Development of high resolution melt qPCR assays for detection of Toxoplasma gondii, Cryptosporidium and Trypanosoma species

Abstract

Protozoan parasites are amongst the leading diseases causing agents in both animals and humans. Trypanosomosis, cryptosporidiosis and toxoplasmosis are diseases of medical, veterinary and economic importance caused by Trypanosoma spp., Cryptosporidium spp. and Toxoplasma gondii respectively. Diagnosis is the first line of defence in combatting diseases hence the need for reliable, rapid, specific and sensitive diagnostic assays. Therefore, the aim of this study was to develop a high resolution melt real-time PCR (HRM-qPCR) assay for the detection of Trypanosoma spp., Toxoplasma gondii and Cryptosporidium spp. infections. The HRM-qPCR primers were designed from RIME, rP0, HSP70 and B1 genes of subgenus Trypanozoon species, T. congolense, Cryptosporidium spp. and Toxoplasma gondii respectively. The melt curve temperatures were 85°C for the RIME gene, ± 83°C for rP0 gene, 76°C for HSP70 gene and 81°C for B1 HRM-qPCR assays developed in this study.

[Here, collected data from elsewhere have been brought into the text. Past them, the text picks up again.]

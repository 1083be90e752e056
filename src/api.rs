// Medicine Inventory - HTTP API
// JSON view of the same tabs the terminal UI renders.

use crate::card::MedicineCard;
use crate::db::SqliteStore;
use crate::error::{ShortlistError, SubscriptionError};
use crate::inventory::{add_to_shortlist, render_tab, Catalog, Tab, TabView};
use crate::locale::Language;
use crate::medicine::Collection;
use crate::shortlist::Shortlist;
use axum::{
    extract::{Path, Query, State},
    http::StatusCode,
    response::{IntoResponse, Json, Response},
    routing::{get, post},
    Router,
};
use serde::{Deserialize, Serialize};
use std::collections::HashMap;
use std::sync::{Arc, Mutex, MutexGuard, PoisonError};
use std::time::Duration;
use tokio::task::JoinHandle;
use tokio::time::MissedTickBehavior;
use tower_http::cors::CorsLayer;
use tracing::{debug, info, warn};
use uuid::Uuid;

/// Shared application state
#[derive(Clone)]
pub struct AppState {
    catalog: Arc<Mutex<Catalog>>,
    sessions: Arc<Mutex<HashMap<Uuid, Shortlist>>>,
}

impl AppState {
    pub fn new(catalog: Catalog) -> Self {
        Self {
            catalog: Arc::new(Mutex::new(catalog)),
            sessions: Arc::new(Mutex::new(HashMap::new())),
        }
    }

    fn catalog(&self) -> MutexGuard<'_, Catalog> {
        self.catalog.lock().unwrap_or_else(PoisonError::into_inner)
    }

    fn sessions(&self) -> MutexGuard<'_, HashMap<Uuid, Shortlist>> {
        self.sessions.lock().unwrap_or_else(PoisonError::into_inner)
    }
}

/// API Response wrapper
#[derive(Debug, Serialize, Deserialize)]
pub struct ApiResponse<T> {
    pub success: bool,
    #[serde(skip_serializing_if = "Option::is_none")]
    pub data: Option<T>,
    #[serde(skip_serializing_if = "Option::is_none")]
    pub error: Option<String>,
}

impl<T> ApiResponse<T> {
    fn ok(data: T) -> Self {
        Self {
            success: true,
            data: Some(data),
            error: None,
        }
    }

    fn err(message: impl Into<String>) -> Self {
        Self {
            success: false,
            data: None,
            error: Some(message.into()),
        }
    }
}

fn failure(status: StatusCode, message: impl Into<String>) -> Response {
    (status, Json(ApiResponse::<()>::err(message))).into_response()
}

/// One tab as JSON. `items` is null while loading or when an error is shown.
#[derive(Debug, Serialize)]
pub struct TabResponse {
    pub loading: bool,
    pub error: Option<SubscriptionError>,
    pub items: Option<Vec<MedicineCard>>,
}

impl From<TabView> for TabResponse {
    fn from(view: TabView) -> Self {
        match view {
            TabView::Loading => Self {
                loading: true,
                error: None,
                items: None,
            },
            TabView::Failed(error) => Self {
                loading: false,
                error: Some(error),
                items: None,
            },
            TabView::List(cards) => Self {
                loading: false,
                error: None,
                items: Some(cards),
            },
        }
    }
}

#[derive(Debug, Default, Deserialize)]
struct TabQuery {
    #[serde(default)]
    q: String,
    #[serde(default)]
    lang: Language,
    /// Whose shortlist `my-medicines` shows.
    session: Option<Uuid>,
}

#[derive(Debug, Serialize, Deserialize)]
struct SessionResponse {
    session: Uuid,
}

#[derive(Debug, Deserialize)]
struct AddRequest {
    collection: Collection,
    id: String,
}

#[derive(Debug, Serialize, Deserialize)]
struct AddResponse {
    added: bool,
    count: usize,
}

// ============================================================================
// API Handlers
// ============================================================================

/// GET /api/health - Health check
async fn health_check() -> impl IntoResponse {
    Json(ApiResponse::ok("OK"))
}

/// GET /api/tabs/:tab - Render one tab
async fn get_tab(
    State(state): State<AppState>,
    Path(tab): Path<String>,
    Query(query): Query<TabQuery>,
) -> Response {
    let Ok(tab) = tab.parse::<Tab>() else {
        return failure(StatusCode::NOT_FOUND, format!("unknown tab: {}", tab));
    };

    let shortlist = match (tab, query.session) {
        (Tab::MyMedicines, Some(session)) => match state.sessions().get(&session) {
            Some(list) => list.clone(),
            None => return failure(StatusCode::NOT_FOUND, "unknown session"),
        },
        _ => Shortlist::new(),
    };

    let view = render_tab(&state.catalog(), &shortlist, tab, &query.q, query.lang);
    Json(ApiResponse::ok(TabResponse::from(view))).into_response()
}

/// POST /api/sessions - Start a shortlist session
async fn create_session(State(state): State<AppState>) -> impl IntoResponse {
    let session = Uuid::new_v4();
    state.sessions().insert(session, Shortlist::new());
    info!(%session, "session created");
    (StatusCode::CREATED, Json(ApiResponse::ok(SessionResponse { session })))
}

/// GET /api/sessions/:session/shortlist - The session's "my medicines" tab
async fn get_shortlist(
    State(state): State<AppState>,
    Path(session): Path<Uuid>,
    Query(query): Query<TabQuery>,
) -> Response {
    let Some(shortlist) = state.sessions().get(&session).cloned() else {
        return failure(StatusCode::NOT_FOUND, "unknown session");
    };

    let view = render_tab(&state.catalog(), &shortlist, Tab::MyMedicines, &query.q, query.lang);
    Json(ApiResponse::ok(TabResponse::from(view))).into_response()
}

/// POST /api/sessions/:session/shortlist - Add a live record
async fn add_to_session(
    State(state): State<AppState>,
    Path(session): Path<Uuid>,
    Json(request): Json<AddRequest>,
) -> Response {
    let catalog = state.catalog();
    let mut sessions = state.sessions();
    let Some(shortlist) = sessions.get_mut(&session) else {
        return failure(StatusCode::NOT_FOUND, "unknown session");
    };

    match add_to_shortlist(&catalog, shortlist, request.collection, &request.id) {
        Ok(added) => Json(ApiResponse::ok(AddResponse {
            added,
            count: shortlist.len(),
        }))
        .into_response(),
        Err(err @ ShortlistError::NotFound { .. }) => failure(StatusCode::NOT_FOUND, err.to_string()),
        Err(err @ ShortlistError::OutOfStock(_)) => {
            warn!(%session, error = %err, "refused shortlist add");
            failure(StatusCode::CONFLICT, err.to_string())
        }
    }
}

/// POST /api/retry - Resubscribe both collections
async fn retry(State(state): State<AppState>) -> impl IntoResponse {
    state.catalog().retry();
    Json(ApiResponse::ok("OK"))
}

/// Poll `store` every `period` on the blocking pool, so SQLite reads and
/// listener delivery never run on an async worker.
pub fn spawn_store_poller(store: SqliteStore, period: Duration) -> JoinHandle<()> {
    tokio::spawn(async move {
        let mut ticker = tokio::time::interval(period);
        ticker.set_missed_tick_behavior(MissedTickBehavior::Delay);
        loop {
            ticker.tick().await;
            let store = store.clone();
            match tokio::task::spawn_blocking(move || store.poll()).await {
                Ok(0) => {}
                Ok(delivered) => debug!(delivered, "store changes delivered"),
                Err(e) => warn!(error = %e, "store poll task failed"),
            }
        }
    })
}

/// Build the HTTP API router.
pub fn build_router(state: AppState) -> Router {
    let api_routes = Router::new()
        .route("/health", get(health_check))
        .route("/tabs/:tab", get(get_tab))
        .route("/sessions", post(create_session))
        .route("/sessions/:session/shortlist", get(get_shortlist).post(add_to_session))
        .route("/retry", post(retry))
        .with_state(state);

    Router::new()
        .nest("/api", api_routes)
        .layer(CorsLayer::permissive())
}
use crate::error::{Result, SubscriptionError};
use crate::store::{Document, DocumentStore, ListenerRegistration, SnapshotListener, StoreEvent};
use chrono::Utc;
use rusqlite::{params, Connection, OptionalExtension};
use serde_json::{Map, Value};
use sha2::{Digest, Sha256};
use std::collections::{BTreeMap, BTreeSet};
use std::path::Path;
use std::sync::{Arc, Mutex, MutexGuard, PoisonError};
use tracing::{debug, info, warn};

pub fn setup_database(conn: &Connection) -> Result<()> {
    // Enable WAL mode so the importer can write while a browser polls
    conn.pragma_update(None, "journal_mode", "WAL")?;

    // ==========================================================================
    // Documents Table (one row per document, payload kept as JSON)
    // ==========================================================================
    conn.execute(
        "CREATE TABLE IF NOT EXISTS documents (
            collection TEXT NOT NULL,
            doc_id TEXT NOT NULL,
            payload TEXT NOT NULL,
            updated_at TEXT NOT NULL,
            PRIMARY KEY (collection, doc_id)
        )",
        [],
    )?;

    conn.execute(
        "CREATE INDEX IF NOT EXISTS idx_documents_updated ON documents(collection, updated_at)",
        [],
    )?;

    Ok(())
}

/// Open (creating if needed) a store database at `path`.
pub fn open_database(path: &Path) -> Result<Connection> {
    let conn = Connection::open(path)?;
    setup_database(&conn)?;
    Ok(conn)
}

/// Insert or overwrite documents. Returns how many rows were written.
pub fn upsert_documents(conn: &Connection, collection: &str, documents: &[Document]) -> Result<usize> {
    let now = Utc::now().to_rfc3339();
    let tx = conn.unchecked_transaction()?;
    let mut written = 0;
    {
        let mut stmt = tx.prepare(
            "INSERT INTO documents (collection, doc_id, payload, updated_at)
             VALUES (?1, ?2, ?3, ?4)
             ON CONFLICT(collection, doc_id)
             DO UPDATE SET payload = excluded.payload, updated_at = excluded.updated_at",
        )?;
        for doc in documents {
            let payload = serde_json::to_string(&doc.fields)?;
            written += stmt.execute(params![collection, doc.id, payload, now])?;
        }
    }
    tx.commit()?;

    debug!(collection, written, "documents upserted");
    Ok(written)
}

/// Every document of `collection`, ordered by id.
pub fn load_collection(conn: &Connection, collection: &str) -> Result<Vec<Document>> {
    let mut stmt = conn.prepare(
        "SELECT doc_id, payload
         FROM documents
         WHERE collection = ?1
         ORDER BY doc_id",
    )?;

    let rows = stmt
        .query_map([collection], |row| {
            let id: String = row.get(0)?;
            let payload: String = row.get(1)?;
            Ok((id, payload))
        })?
        .collect::<std::result::Result<Vec<_>, _>>()?;

    rows.into_iter()
        .map(|(id, payload)| {
            let fields: Map<String, Value> = serde_json::from_str(&payload)?;
            Ok(Document::new(id, fields))
        })
        .collect()
}

pub fn get_document(conn: &Connection, collection: &str, id: &str) -> Result<Option<Document>> {
    let payload: Option<String> = conn
        .query_row(
            "SELECT payload FROM documents WHERE collection = ?1 AND doc_id = ?2",
            params![collection, id],
            |row| row.get(0),
        )
        .optional()?;

    match payload {
        Some(payload) => Ok(Some(Document::new(id, serde_json::from_str(&payload)?))),
        None => Ok(None),
    }
}

pub fn count_documents(conn: &Connection, collection: &str) -> Result<i64> {
    let count: i64 = conn.query_row(
        "SELECT COUNT(*) FROM documents WHERE collection = ?1",
        [collection],
        |row| row.get(0),
    )?;

    Ok(count)
}

/// Remove every document of `collection`. Returns the number removed.
pub fn clear_collection(conn: &Connection, collection: &str) -> Result<usize> {
    let removed = conn.execute("DELETE FROM documents WHERE collection = ?1", [collection])?;
    info!(collection, removed, "collection cleared");
    Ok(removed)
}

pub fn delete_document(conn: &Connection, collection: &str, id: &str) -> Result<bool> {
    let removed = conn.execute(
        "DELETE FROM documents WHERE collection = ?1 AND doc_id = ?2",
        params![collection, id],
    )?;
    Ok(removed > 0)
}

/// SHA-256 over a snapshot's ids and payloads, hex encoded.
pub fn snapshot_digest(documents: &[Document]) -> Result<String> {
    let mut hasher = Sha256::new();
    for doc in documents {
        hasher.update(doc.id.as_bytes());
        hasher.update([0u8]);
        hasher.update(serde_json::to_vec(&doc.fields)?);
        hasher.update([0u8]);
    }
    Ok(format!("{:x}", hasher.finalize()))
}

// ============================================================================
// POLLING STORE
// ============================================================================

/// What a watch was last told.
#[derive(Debug, Clone, PartialEq)]
enum Delivered {
    Snapshot(String),
    Failed,
}

struct Watch {
    collection: String,
    listener: SnapshotListener,
    last: Option<Delivered>,
}

#[derive(Default)]
struct Watches {
    next_id: u64,
    entries: BTreeMap<u64, Watch>,
}

struct SqliteInner {
    conn: Mutex<Connection>,
    watches: Mutex<Watches>,
}

impl SqliteInner {
    fn conn(&self) -> MutexGuard<'_, Connection> {
        self.conn.lock().unwrap_or_else(PoisonError::into_inner)
    }

    fn watches(&self) -> MutexGuard<'_, Watches> {
        self.watches.lock().unwrap_or_else(PoisonError::into_inner)
    }

    fn load(&self, collection: &str) -> Result<(Vec<Document>, String)> {
        let documents = load_collection(&self.conn(), collection)?;
        let digest = snapshot_digest(&documents)?;
        Ok((documents, digest))
    }
}

/// SqliteStore - Document store backed by a SQLite file
///
/// SQLite has no change feed, so listeners are served by polling: each
/// [`SqliteStore::poll`] reloads the watched collections and notifies only
/// the listeners whose last delivery differs from the current digest.
#[derive(Clone)]
pub struct SqliteStore {
    inner: Arc<SqliteInner>,
}

impl SqliteStore {
    pub fn new(conn: Connection) -> Result<Self> {
        setup_database(&conn)?;
        Ok(Self {
            inner: Arc::new(SqliteInner {
                conn: Mutex::new(conn),
                watches: Mutex::new(Watches::default()),
            }),
        })
    }

    pub fn open(path: &Path) -> Result<Self> {
        info!(path = %path.display(), "opening document store");
        Self::new(Connection::open(path)?)
    }

    pub fn open_in_memory() -> Result<Self> {
        Self::new(Connection::open_in_memory()?)
    }

    pub fn upsert(&self, collection: &str, documents: &[Document]) -> Result<usize> {
        upsert_documents(&self.inner.conn(), collection, documents)
    }

    pub fn clear(&self, collection: &str) -> Result<usize> {
        clear_collection(&self.inner.conn(), collection)
    }

    pub fn count(&self, collection: &str) -> Result<i64> {
        count_documents(&self.inner.conn(), collection)
    }

    pub fn watch_count(&self) -> usize {
        self.inner.watches().entries.len()
    }

    /// Reload watched collections and notify listeners that are behind.
    /// Returns the number of notifications delivered.
    pub fn poll(&self) -> usize {
        let collections: BTreeSet<String> = self
            .inner
            .watches()
            .entries
            .values()
            .map(|w| w.collection.clone())
            .collect();

        let mut outbox: Vec<(SnapshotListener, StoreEvent)> = Vec::new();

        for collection in collections {
            let loaded = self.inner.load(&collection);
            let mut watches = self.inner.watches();
            let targets = watches
                .entries
                .values_mut()
                .filter(|w| w.collection == collection);

            match &loaded {
                Ok((documents, digest)) => {
                    let current = Delivered::Snapshot(digest.clone());
                    for watch in targets {
                        if watch.last.as_ref() != Some(&current) {
                            watch.last = Some(current.clone());
                            outbox.push((watch.listener.clone(), StoreEvent::Snapshot(documents.clone())));
                        }
                    }
                }
                Err(err) => {
                    warn!(collection = %collection, error = %err, "polling collection failed");
                    let event = StoreEvent::Error(SubscriptionError::Transport(err.to_string()));
                    for watch in targets {
                        if watch.last != Some(Delivered::Failed) {
                            watch.last = Some(Delivered::Failed);
                            outbox.push((watch.listener.clone(), event.clone()));
                        }
                    }
                }
            }
        }

        let delivered = outbox.len();
        for (listener, event) in outbox {
            listener(event);
        }
        if delivered > 0 {
            debug!(delivered, "poll delivered notifications");
        }
        delivered
    }
}

impl DocumentStore for SqliteStore {
    fn listen(&self, collection: &str, listener: SnapshotListener) -> ListenerRegistration {
        let (event, last) = match self.inner.load(collection) {
            Ok((documents, digest)) => (StoreEvent::Snapshot(documents), Delivered::Snapshot(digest)),
            Err(err) => {
                warn!(collection, error = %err, "initial load failed");
                (
                    StoreEvent::Error(SubscriptionError::from(err)),
                    Delivered::Failed,
                )
            }
        };

        let id = {
            let mut watches = self.inner.watches();
            let id = watches.next_id;
            watches.next_id += 1;
            watches.entries.insert(
                id,
                Watch {
                    collection: collection.to_string(),
                    listener: listener.clone(),
                    last: Some(last),
                },
            );
            id
        };
        debug!(collection, watch = id, "watch registered");

        listener(event);

        let inner = Arc::downgrade(&self.inner);
        ListenerRegistration::new(move || {
            if let Some(inner) = inner.upgrade() {
                inner.watches().entries.remove(&id);
                debug!(watch = id, "watch removed");
            }
        })
    }
}

#[cfg(test)]
mod tests {
    use super::*;
    use pretty_assertions::assert_eq;
    use serde_json::json;

    fn doc(id: &str, value: Value) -> Document {
        Document::from_value(id, value)
    }

    fn recorder() -> (SnapshotListener, Arc<Mutex<Vec<StoreEvent>>>) {
        let events = Arc::new(Mutex::new(Vec::new()));
        let sink = events.clone();
        let listener: SnapshotListener = Arc::new(move |event| sink.lock().unwrap().push(event));
        (listener, events)
    }

    #[test]
    fn test_upsert_is_idempotent() {
        let conn = Connection::open_in_memory().unwrap();
        setup_database(&conn).unwrap();

        let docs = vec![
            doc("Dolo 650", json!({"Product Name": "Dolo 650", "M.R.P.": 30.5})),
            doc("Crocin", json!({"Product Name": "Crocin"})),
        ];

        upsert_documents(&conn, "medicine-1", &docs).unwrap();
        upsert_documents(&conn, "medicine-1", &docs).unwrap();

        assert_eq!(count_documents(&conn, "medicine-1").unwrap(), 2);
        assert_eq!(count_documents(&conn, "medicine-2").unwrap(), 0);
    }

    #[test]
    fn test_load_collection_ordered_by_id() {
        let conn = Connection::open_in_memory().unwrap();
        setup_database(&conn).unwrap();
        upsert_documents(
            &conn,
            "medicine-2",
            &[doc("D2", json!({"Drug Name": "B"})), doc("D1", json!({"Drug Name": "A"}))],
        )
        .unwrap();

        let docs = load_collection(&conn, "medicine-2").unwrap();
        let ids: Vec<&str> = docs.iter().map(|d| d.id.as_str()).collect();
        assert_eq!(ids, vec!["D1", "D2"]);
        assert_eq!(docs[0].fields.get("Drug Name"), Some(&json!("A")));
    }

    #[test]
    fn test_get_and_delete_document() {
        let conn = Connection::open_in_memory().unwrap();
        setup_database(&conn).unwrap();
        upsert_documents(&conn, "medicine-1", &[doc("a", json!({"Qty": "3"}))]).unwrap();

        let found = get_document(&conn, "medicine-1", "a").unwrap();
        assert_eq!(found, Some(doc("a", json!({"Qty": "3"}))));

        assert!(delete_document(&conn, "medicine-1", "a").unwrap());
        assert!(!delete_document(&conn, "medicine-1", "a").unwrap());
        assert_eq!(get_document(&conn, "medicine-1", "a").unwrap(), None);
    }

    #[test]
    fn test_clear_collection_leaves_others() {
        let conn = Connection::open_in_memory().unwrap();
        setup_database(&conn).unwrap();
        upsert_documents(&conn, "medicine-1", &[doc("a", json!({}))]).unwrap();
        upsert_documents(&conn, "medicine-2", &[doc("b", json!({}))]).unwrap();

        assert_eq!(clear_collection(&conn, "medicine-1").unwrap(), 1);
        assert_eq!(count_documents(&conn, "medicine-1").unwrap(), 0);
        assert_eq!(count_documents(&conn, "medicine-2").unwrap(), 1);
    }

    #[test]
    fn test_digest_tracks_content() {
        let a = vec![doc("a", json!({"Qty": "1"}))];
        let b = vec![doc("a", json!({"Qty": "2"}))];

        let digest = snapshot_digest(&a).unwrap();
        assert_eq!(digest.len(), 64);
        assert_eq!(digest, snapshot_digest(&a.clone()).unwrap());
        assert_ne!(digest, snapshot_digest(&b).unwrap());
    }

    #[test]
    fn test_poll_only_notifies_on_change() {
        let store = SqliteStore::open_in_memory().unwrap();
        store
            .upsert("medicine-1", &[doc("a", json!({"Product Name": "A"}))])
            .unwrap();

        let (listener, events) = recorder();
        let _reg = store.listen("medicine-1", listener);
        assert_eq!(events.lock().unwrap().len(), 1);

        assert_eq!(store.poll(), 0);

        store
            .upsert("medicine-1", &[doc("b", json!({"Product Name": "B"}))])
            .unwrap();
        assert_eq!(store.poll(), 1);
        assert_eq!(store.poll(), 0);

        let events = events.lock().unwrap();
        match &events[1] {
            StoreEvent::Snapshot(docs) => assert_eq!(docs.len(), 2),
            other => panic!("expected snapshot, got {:?}", other),
        }
    }

    #[test]
    fn test_removed_watch_is_not_polled() {
        let store = SqliteStore::open_in_memory().unwrap();
        let (listener, events) = recorder();
        let reg = store.listen("medicine-2", listener);
        assert_eq!(store.watch_count(), 1);

        reg.remove();
        assert_eq!(store.watch_count(), 0);

        store.upsert("medicine-2", &[doc("D1", json!({}))]).unwrap();
        assert_eq!(store.poll(), 0);
        assert_eq!(events.lock().unwrap().len(), 1);
    }

    #[test]
    fn test_poll_sees_writes_from_another_connection() {
        let dir = tempfile::tempdir().unwrap();
        let path = dir.path().join("medsync.db");

        let store = SqliteStore::open(&path).unwrap();
        let (listener, events) = recorder();
        let _reg = store.listen("medicine-1", listener);

        let writer = open_database(&path).unwrap();
        upsert_documents(&writer, "medicine-1", &[doc("x", json!({"Product Name": "X"}))]).unwrap();

        assert_eq!(store.poll(), 1);
        let events = events.lock().unwrap();
        assert_eq!(
            events.last(),
            Some(&StoreEvent::Snapshot(vec![doc("x", json!({"Product Name": "X"}))]))
        );
    }
}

All the assays detected serially diluted DNA of the respective parasites down to 100 ag/ul which is equivalent to less than 1 Trypanosoma cell or Cryptosporidium or T. gondii oocyst per millilitre with all reaction conducted at 60°C for 40 cycles. The HRM-qPCR has showed higher detection sensitivity than conventional PCR for detection of Cryptosporidium spp., Trypanozoon spp, Trypanosoma congolense, Toxoplasma gondi from field derived samples. This newly developed HRM-qPCR assay requires validation with large samples from the field. Following standardization and validation the assays have potential to be used for diagnosis of subgenus Trypanozoon spp., Trypanosoma spp., Toxoplasma gondii and Cryptosporidium spp. infections.